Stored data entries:
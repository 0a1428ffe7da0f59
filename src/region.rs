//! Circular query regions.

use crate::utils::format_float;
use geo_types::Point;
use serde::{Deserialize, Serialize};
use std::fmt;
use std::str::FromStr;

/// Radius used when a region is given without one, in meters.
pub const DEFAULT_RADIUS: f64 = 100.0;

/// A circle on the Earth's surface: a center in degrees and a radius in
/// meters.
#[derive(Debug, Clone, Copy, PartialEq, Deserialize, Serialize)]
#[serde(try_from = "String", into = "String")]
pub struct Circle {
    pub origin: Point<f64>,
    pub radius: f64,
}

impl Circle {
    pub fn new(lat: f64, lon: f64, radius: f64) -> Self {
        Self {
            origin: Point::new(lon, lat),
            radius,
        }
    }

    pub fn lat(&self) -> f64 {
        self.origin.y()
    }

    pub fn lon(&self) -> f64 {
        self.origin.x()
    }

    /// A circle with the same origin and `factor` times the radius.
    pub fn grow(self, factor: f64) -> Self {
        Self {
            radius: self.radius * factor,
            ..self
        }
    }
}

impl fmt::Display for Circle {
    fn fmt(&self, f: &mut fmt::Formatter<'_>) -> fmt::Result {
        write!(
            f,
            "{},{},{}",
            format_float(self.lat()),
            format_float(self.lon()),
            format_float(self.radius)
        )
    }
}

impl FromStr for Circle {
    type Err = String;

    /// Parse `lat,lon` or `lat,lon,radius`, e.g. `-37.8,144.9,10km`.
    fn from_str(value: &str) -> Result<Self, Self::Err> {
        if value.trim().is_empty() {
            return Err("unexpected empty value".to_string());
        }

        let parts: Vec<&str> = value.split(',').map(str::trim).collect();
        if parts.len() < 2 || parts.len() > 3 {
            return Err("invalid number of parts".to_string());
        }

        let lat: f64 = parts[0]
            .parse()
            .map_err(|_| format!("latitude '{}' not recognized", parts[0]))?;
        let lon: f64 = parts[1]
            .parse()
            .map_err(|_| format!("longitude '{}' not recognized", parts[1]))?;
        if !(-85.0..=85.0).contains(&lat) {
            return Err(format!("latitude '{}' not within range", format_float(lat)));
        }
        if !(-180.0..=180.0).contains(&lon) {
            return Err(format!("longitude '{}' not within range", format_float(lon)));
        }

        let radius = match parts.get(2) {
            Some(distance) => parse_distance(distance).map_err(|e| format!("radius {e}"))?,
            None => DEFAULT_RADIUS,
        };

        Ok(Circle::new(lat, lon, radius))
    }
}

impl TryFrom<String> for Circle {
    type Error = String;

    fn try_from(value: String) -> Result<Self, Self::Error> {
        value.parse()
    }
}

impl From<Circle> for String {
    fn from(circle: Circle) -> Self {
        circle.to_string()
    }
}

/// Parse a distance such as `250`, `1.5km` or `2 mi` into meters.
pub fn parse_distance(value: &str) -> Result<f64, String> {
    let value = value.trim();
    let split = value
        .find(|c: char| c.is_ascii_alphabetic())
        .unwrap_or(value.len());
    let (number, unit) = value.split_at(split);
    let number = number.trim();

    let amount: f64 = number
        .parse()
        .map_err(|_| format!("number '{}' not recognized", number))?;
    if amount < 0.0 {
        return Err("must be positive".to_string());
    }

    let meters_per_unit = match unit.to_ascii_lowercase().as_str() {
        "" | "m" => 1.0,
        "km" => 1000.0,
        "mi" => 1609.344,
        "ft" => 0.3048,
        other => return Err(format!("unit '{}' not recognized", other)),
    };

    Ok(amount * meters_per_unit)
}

# Problem requirements:
Return every line above exactly as it stands.

# Output of the task:
repository 0a1428ffe7da0f59
filename src/region.rs
//! Circular query regions.

use crate::utils::format_float;
use geo_types::Point;
use serde::{Deserialize, Serialize};
use std::fmt;
use std::str::FromStr;

/// Radius used when a region is given without one, in meters.
pub const DEFAULT_RADIUS: f64 = 100.0;

/// A circle on the Earth's surface: a center in degrees and a radius in
/// meters.
#[derive(Debug, Clone, Copy, PartialEq, Deserialize, Serialize)]
#[serde(try_from = "String", into = "String")]
pub struct Circle {
    pub origin: Point<f64>,
    pub radius: f64,
}

impl Circle {
    pub fn new(lat: f64, lon: f64, radius: f64) -> Self {
        Self {
            origin: Point::new(lon, lat),
            radius,
        }
    }

    pub fn lat(&self) -> f64 {
        self.origin.y()
    }

    pub fn lon(&self) -> f64 {
        self.origin.x()
    }

    /// A circle with the same origin and `factor` times the radius.
    pub fn grow(self, factor: f64) -> Self {
        Self {
            radius: self.radius * factor,
            ..self
        }
    }
}

impl fmt::Display for Circle {
    fn fmt(&self, f: &mut fmt::Formatter<'_>) -> fmt::Result {
        write!(
            f,
            "{},{},{}",
            format_float(self.lat()),
            format_float(self.lon()),
            format_float(self.radius)
        )
    }
}

impl FromStr for Circle {
    type Err = String;

    /// Parse `lat,lon` or `lat,lon,radius`, e.g. `-37.8,144.9,10km`.
    fn from_str(value: &str) -> Result<Self, Self::Err> {
        if value.trim().is_empty() {
            return Err("unexpected empty value".to_string());
        }

        let parts: Vec<&str> = value.split(',').map(str::trim).collect();
        if parts.len() < 2 || parts.len() > 3 {
            return Err("invalid number of parts".to_string());
        }

        let lat: f64 = parts[0]
            .parse()
            .map_err(|_| format!("latitude '{}' not recognized", parts[0]))?;
        let lon: f64 = parts[1]
            .parse()
            .map_err(|_| format!("longitude '{}' not recognized", parts[1]))?;
        if !(-85.0..=85.0).contains(&lat) {
            return Err(format!("latitude '{}' not within range", format_float(lat)));
        }
        if !(-180.0..=180.0).contains(&lon) {
            return Err(format!("longitude '{}' not within range", format_float(lon)));
        }

        let radius = match parts.get(2) {
            Some(distance) => parse_distance(distance).map_err(|e| format!("radius {e}"))?,
            None => DEFAULT_RADIUS,
        };

        Ok(Circle::new(lat, lon, radius))
    }
}

impl TryFrom<String> for Circle {
    type Error = String;

    fn try_from(value: String) -> Result<Self, Self::Error> {
        value.parse()
    }
}

impl From<Circle> for String {
    fn from(circle: Circle) -> Self {
        circle.to_string()
    }
}

/// Parse a distance such as `250`, `1.5km` or `2 mi` into meters.
pub fn parse_distance(value: &str) -> Result<f64, String> {
    let value = value.trim();
    let split = value
        .find(|c: char| c.is_ascii_alphabetic())
        .unwrap_or(value.len());
    let (number, unit) = value.split_at(split);
    let number = number.trim();

    let amount: f64 = number
        .parse()
        .map_err(|_| format!("number '{}' not recognized", number))?;
    if amount < 0.0 {
        return Err("must be positive".to_string());
    }

    let meters_per_unit = match unit.to_ascii_lowercase().as_str() {
        "" | "m" => 1.0,
        "km" => 1000.0,
        "mi" => 1609.344,
        "ft" => 0.3048,
        other => return Err(format!("unit '{}' not recognized", other)),
    };

    Ok(amount * meters_per_unit)
}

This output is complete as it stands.